- _Assignment_
Word for word, repeat all of the entries.

- _Material to process_
//! Resource catalogue for the tourism backend.
//!
//! Each `ResourceKind` names one REST collection and describes how the admin
//! pages present it: the form fields, the list columns, whether it can be
//! edited, and whether the backend paginates it. Records themselves are
//! whatever flat JSON object the backend returns.

use serde_json::{Map, Value};

use crate::utils::{format_date, strip_html};

/// A backend record as fetched: a flat JSON object.
pub type Record = Map<String, Value>;

#[derive(Debug, Clone, Copy, PartialEq, Eq, Hash)]
pub enum ResourceKind {
    Slider,
    Blog,
    Tour,
    Location,
    Visa,
    Contact,
}

#[derive(Debug, Clone, Copy, PartialEq, Eq)]
pub enum FieldKind {
    Text,
    TextArea,
    /// HTML authored in the editor and rendered inline by the site
    RichText,
    Number,
    Bool,
    Date,
    /// Image URL; a local file path entered in the form is uploaded
    Image,
}

impl FieldKind {
    pub fn is_multiline(&self) -> bool {
        matches!(self, FieldKind::TextArea | FieldKind::RichText)
    }
}

#[derive(Debug, Clone, Copy, PartialEq, Eq)]
pub struct FieldSpec {
    pub name: &'static str,
    pub label: &'static str,
    pub kind: FieldKind,
    pub required: bool,
}

const fn field(name: &'static str, label: &'static str, kind: FieldKind, required: bool) -> FieldSpec {
    FieldSpec {
        name,
        label,
        kind,
        required,
    }
}

static SLIDER_FIELDS: [FieldSpec; 5] = [
    field("title", "Title", FieldKind::Text, true),
    field("subtitle", "Subtitle", FieldKind::Text, false),
    field("image", "Image", FieldKind::Image, true),
    field("link", "Link", FieldKind::Text, false),
    field("order", "Order", FieldKind::Number, false),
];

static BLOG_FIELDS: [FieldSpec; 7] = [
    field("title", "Title", FieldKind::Text, true),
    field("slug", "Slug", FieldKind::Text, false),
    field("author", "Author", FieldKind::Text, false),
    field("image", "Cover Image", FieldKind::Image, false),
    field("content", "Content", FieldKind::RichText, true),
    field("publishedAt", "Published", FieldKind::Date, false),
    field("isPublished", "Visible", FieldKind::Bool, false),
];

static TOUR_FIELDS: [FieldSpec; 8] = [
    field("title", "Title", FieldKind::Text, true),
    field("location", "Location", FieldKind::Text, true),
    field("price", "Price", FieldKind::Number, true),
    field("duration", "Duration", FieldKind::Text, false),
    field("image", "Image", FieldKind::Image, false),
    field("overview", "Overview", FieldKind::TextArea, false),
    field("description", "Description", FieldKind::RichText, false),
    field("featured", "Featured", FieldKind::Bool, false),
];

static LOCATION_FIELDS: [FieldSpec; 4] = [
    field("name", "Name", FieldKind::Text, true),
    field("country", "Country", FieldKind::Text, false),
    field("image", "Image", FieldKind::Image, false),
    field("description", "Description", FieldKind::RichText, false),
];

static VISA_FIELDS: [FieldSpec; 6] = [
    field("country", "Country", FieldKind::Text, true),
    field("visaType", "Visa Type", FieldKind::Text, true),
    field("processingTime", "Processing Time", FieldKind::Text, false),
    field("fee", "Fee", FieldKind::Number, false),
    field("image", "Flag / Image", FieldKind::Image, false),
    field("requirements", "Requirements", FieldKind::RichText, false),
];

static CONTACT_FIELDS: [FieldSpec; 6] = [
    field("name", "Name", FieldKind::Text, true),
    field("email", "Email", FieldKind::Text, true),
    field("phone", "Phone", FieldKind::Text, false),
    field("subject", "Subject", FieldKind::Text, false),
    field("message", "Message", FieldKind::TextArea, false),
    field("createdAt", "Received", FieldKind::Date, false),
];

impl ResourceKind {
    pub const ALL: [ResourceKind; 6] = [
        ResourceKind::Slider,
        ResourceKind::Blog,
        ResourceKind::Tour,
        ResourceKind::Location,
        ResourceKind::Visa,
        ResourceKind::Contact,
    ];

    /// Plural display title, e.g. "Tours"
    pub fn title(&self) -> &'static str {
        match self {
            ResourceKind::Slider => "Sliders",
            ResourceKind::Blog => "Blogs",
            ResourceKind::Tour => "Tours",
            ResourceKind::Location => "Locations",
            ResourceKind::Visa => "Visas",
            ResourceKind::Contact => "Contacts",
        }
    }

    pub fn singular(&self) -> &'static str {
        match self {
            ResourceKind::Slider => "Slider",
            ResourceKind::Blog => "Blog",
            ResourceKind::Tour => "Tour",
            ResourceKind::Location => "Location",
            ResourceKind::Visa => "Visa",
            ResourceKind::Contact => "Contact",
        }
    }

    /// Collection name shared by the REST path and the route segment
    pub fn slug(&self) -> &'static str {
        match self {
            ResourceKind::Slider => "sliders",
            ResourceKind::Blog => "blogs",
            ResourceKind::Tour => "tours",
            ResourceKind::Location => "locations",
            ResourceKind::Visa => "visas",
            ResourceKind::Contact => "contacts",
        }
    }

    pub fn from_slug(slug: &str) -> Option<Self> {
        Self::ALL.into_iter().find(|kind| kind.slug() == slug)
    }

    /// Contacts are visitor enquiries: list and view only.
    pub fn is_editable(&self) -> bool {
        !matches!(self, ResourceKind::Contact)
    }

    /// Whether the backend pages this collection (`?page=&limit=`)
    pub fn is_paginated(&self) -> bool {
        matches!(
            self,
            ResourceKind::Blog | ResourceKind::Tour | ResourceKind::Contact
        )
    }

    pub fn fields(&self) -> &'static [FieldSpec] {
        match self {
            ResourceKind::Slider => &SLIDER_FIELDS,
            ResourceKind::Blog => &BLOG_FIELDS,
            ResourceKind::Tour => &TOUR_FIELDS,
            ResourceKind::Location => &LOCATION_FIELDS,
            ResourceKind::Visa => &VISA_FIELDS,
            ResourceKind::Contact => &CONTACT_FIELDS,
        }
    }

    /// Fields shown as table columns on the list page
    pub fn list_columns(&self) -> Vec<&'static FieldSpec> {
        let names: &[&str] = match self {
            ResourceKind::Slider => &["title", "subtitle", "order"],
            ResourceKind::Blog => &["title", "author", "publishedAt"],
            ResourceKind::Tour => &["title", "location", "price", "duration"],
            ResourceKind::Location => &["name", "country"],
            ResourceKind::Visa => &["country", "visaType", "processingTime", "fee"],
            ResourceKind::Contact => &["name", "email", "subject", "createdAt"],
        };
        self.fields()
            .iter()
            .filter(|spec| names.contains(&spec.name))
            .collect()
    }
}

/// Record id as the backend names it (`_id` or `id`, string or number)
pub fn record_id(record: &Record) -> Option<String> {
    ["_id", "id"].iter().find_map(|key| match record.get(*key) {
        Some(Value::String(s)) if !s.is_empty() => Some(s.clone()),
        Some(Value::Number(n)) => Some(n.to_string()),
        _ => None,
    })
}

/// Raw editable text for a value, used to hydrate form inputs
pub fn value_to_input(value: &Value) -> String {
    match value {
        Value::Null => String::new(),
        Value::String(s) => s.clone(),
        Value::Bool(b) => b.to_string(),
        Value::Number(n) => n.to_string(),
        other => other.to_string(),
    }
}

/// Human-readable rendering of one field of a record
pub fn display_field(record: &Record, spec: &FieldSpec) -> String {
    let value = match record.get(spec.name) {
        None | Some(Value::Null) => return "-".to_string(),
        Some(value) => value,
    };
    match (spec.kind, value) {
        (FieldKind::Bool, Value::Bool(b)) => (if *b { "Yes" } else { "No" }).to_string(),
        (FieldKind::RichText, Value::String(html)) => strip_html(html),
        (FieldKind::Date, Value::String(date)) => format_date(date),
        (_, Value::String(s)) if s.is_empty() => "-".to_string(),
        (_, other) => value_to_input(other),
    }
}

- _Answer to the problem_
//! Resource catalogue for the tourism backend.
//!
//! Each `ResourceKind` names one REST collection and describes how the admin
//! pages present it: the form fields, the list columns, whether it can be
//! edited, and whether the backend paginates it. Records themselves are
//! whatever flat JSON object the backend returns.

use serde_json::{Map, Value};

use crate::utils::{format_date, strip_html};

/// A backend record as fetched: a flat JSON object.
pub type Record = Map<String, Value>;

#[derive(Debug, Clone, Copy, PartialEq, Eq, Hash)]
pub enum ResourceKind {
    Slider,
    Blog,
    Tour,
    Location,
    Visa,
    Contact,
}

#[derive(Debug, Clone, Copy, PartialEq, Eq)]
pub enum FieldKind {
    Text,
    TextArea,
    /// HTML authored in the editor and rendered inline by the site
    RichText,
    Number,
    Bool,
    Date,
    /// Image URL; a local file path entered in the form is uploaded
    Image,
}

impl FieldKind {
    pub fn is_multiline(&self) -> bool {
        matches!(self, FieldKind::TextArea | FieldKind::RichText)
    }
}

#[derive(Debug, Clone, Copy, PartialEq, Eq)]
pub struct FieldSpec {
    pub name: &'static str,
    pub label: &'static str,
    pub kind: FieldKind,
    pub required: bool,
}

const fn field(name: &'static str, label: &'static str, kind: FieldKind, required: bool) -> FieldSpec {
    FieldSpec {
        name,
        label,
        kind,
        required,
    }
}

static SLIDER_FIELDS: [FieldSpec; 5] = [
    field("title", "Title", FieldKind::Text, true),
    field("subtitle", "Subtitle", FieldKind::Text, false),
    field("image", "Image", FieldKind::Image, true),
    field("link", "Link", FieldKind::Text, false),
    field("order", "Order", FieldKind::Number, false),
];

static BLOG_FIELDS: [FieldSpec; 7] = [
    field("title", "Title", FieldKind::Text, true),
    field("slug", "Slug", FieldKind::Text, false),
    field("author", "Author", FieldKind::Text, false),
    field("image", "Cover Image", FieldKind::Image, false),
    field("content", "Content", FieldKind::RichText, true),
    field("publishedAt", "Published", FieldKind::Date, false),
    field("isPublished", "Visible", FieldKind::Bool, false),
];

static TOUR_FIELDS: [FieldSpec; 8] = [
    field("title", "Title", FieldKind::Text, true),
    field("location", "Location", FieldKind::Text, true),
    field("price", "Price", FieldKind::Number, true),
    field("duration", "Duration", FieldKind::Text, false),
    field("image", "Image", FieldKind::Image, false),
    field("overview", "Overview", FieldKind::TextArea, false),
    field("description", "Description", FieldKind::RichText, false),
    field("featured", "Featured", FieldKind::Bool, false),
];

static LOCATION_FIELDS: [FieldSpec; 4] = [
    field("name", "Name", FieldKind::Text, true),
    field("country", "Country", FieldKind::Text, false),
    field("image", "Image", FieldKind::Image, false),
    field("description", "Description", FieldKind::RichText, false),
];

static VISA_FIELDS: [FieldSpec; 6] = [
    field("country", "Country", FieldKind::Text, true),
    field("visaType", "Visa Type", FieldKind::Text, true),
    field("processingTime", "Processing Time", FieldKind::Text, false),
    field("fee", "Fee", FieldKind::Number, false),
    field("image", "Flag / Image", FieldKind::Image, false),
    field("requirements", "Requirements", FieldKind::RichText, false),
];

static CONTACT_FIELDS: [FieldSpec; 6] = [
    field("name", "Name", FieldKind::Text, true),
    field("email", "Email", FieldKind::Text, true),
    field("phone", "Phone", FieldKind::Text, false),
    field("subject", "Subject", FieldKind::Text, false),
    field("message", "Message", FieldKind::TextArea, false),
    field("createdAt", "Received", FieldKind::Date, false),
];

impl ResourceKind {
    pub const ALL: [ResourceKind; 6] = [
        ResourceKind::Slider,
        ResourceKind::Blog,
        ResourceKind::Tour,
        ResourceKind::Location,
        ResourceKind::Visa,
        ResourceKind::Contact,
    ];

    /// Plural display title, e.g. "Tours"
    pub fn title(&self) -> &'static str {
        match self {
            ResourceKind::Slider => "Sliders",
            ResourceKind::Blog => "Blogs",
            ResourceKind::Tour => "Tours",
            ResourceKind::Location => "Locations",
            ResourceKind::Visa => "Visas",
            ResourceKind::Contact => "Contacts",
        }
    }

    pub fn singular(&self) -> &'static str {
        match self {
            ResourceKind::Slider => "Slider",
            ResourceKind::Blog => "Blog",
            ResourceKind::Tour => "Tour",
            ResourceKind::Location => "Location",
            ResourceKind::Visa => "Visa",
            ResourceKind::Contact => "Contact",
        }
    }

    /// Collection name shared by the REST path and the route segment
    pub fn slug(&self) -> &'static str {
        match self {
            ResourceKind::Slider => "sliders",
            ResourceKind::Blog => "blogs",
            ResourceKind::Tour => "tours",
            ResourceKind::Location => "locations",
            ResourceKind::Visa => "visas",
            ResourceKind::Contact => "contacts",
        }
    }

    pub fn from_slug(slug: &str) -> Option<Self> {
        Self::ALL.into_iter().find(|kind| kind.slug() == slug)
    }

    /// Contacts are visitor enquiries: list and view only.
    pub fn is_editable(&self) -> bool {
        !matches!(self, ResourceKind::Contact)
    }

    /// Whether the backend pages this collection (`?page=&limit=`)
    pub fn is_paginated(&self) -> bool {
        matches!(
            self,
            ResourceKind::Blog | ResourceKind::Tour | ResourceKind::Contact
        )
    }

    pub fn fields(&self) -> &'static [FieldSpec] {
        match self {
            ResourceKind::Slider => &SLIDER_FIELDS,
            ResourceKind::Blog => &BLOG_FIELDS,
            ResourceKind::Tour => &TOUR_FIELDS,
            ResourceKind::Location => &LOCATION_FIELDS,
            ResourceKind::Visa => &VISA_FIELDS,
            ResourceKind::Contact => &CONTACT_FIELDS,
        }
    }

    /// Fields shown as table columns on the list page
    pub fn list_columns(&self) -> Vec<&'static FieldSpec> {
        let names: &[&str] = match self {
            ResourceKind::Slider => &["title", "subtitle", "order"],
            ResourceKind::Blog => &["title", "author", "publishedAt"],
            ResourceKind::Tour => &["title", "location", "price", "duration"],
            ResourceKind::Location => &["name", "country"],
            ResourceKind::Visa => &["country", "visaType", "processingTime", "fee"],
            ResourceKind::Contact => &["name", "email", "subject", "createdAt"],
        };
        self.fields()
            .iter()
            .filter(|spec| names.contains(&spec.name))
            .collect()
    }
}

/// Record id as the backend names it (`_id` or `id`, string or number)
pub fn record_id(record: &Record) -> Option<String> {
    ["_id", "id"].iter().find_map(|key| match record.get(*key) {
        Some(Value::String(s)) if !s.is_empty() => Some(s.clone()),
        Some(Value::Number(n)) => Some(n.to_string()),
        _ => None,
    })
}

/// Raw editable text for a value, used to hydrate form inputs
pub fn value_to_input(value: &Value) -> String {
    match value {
        Value::Null => String::new(),
        Value::String(s) => s.clone(),
        Value::Bool(b) => b.to_string(),
        Value::Number(n) => n.to_string(),
        other => other.to_string(),
    }
}

/// Human-readable rendering of one field of a record
pub fn display_field(record: &Record, spec: &FieldSpec) -> String {
    let value = match record.get(spec.name) {
        None | Some(Value::Null) => return "-".to_string(),
        Some(value) => value,
    };
    match (spec.kind, value) {
        (FieldKind::Bool, Value::Bool(b)) => (if *b { "Yes" } else { "No" }).to_string(),
        (FieldKind::RichText, Value::String(html)) => strip_html(html),
        (FieldKind::Date, Value::String(date)) => format_date(date),
        (_, Value::String(s)) if s.is_empty() => "-".to_string(),
        (_, other) => value_to_input(other),
    }
}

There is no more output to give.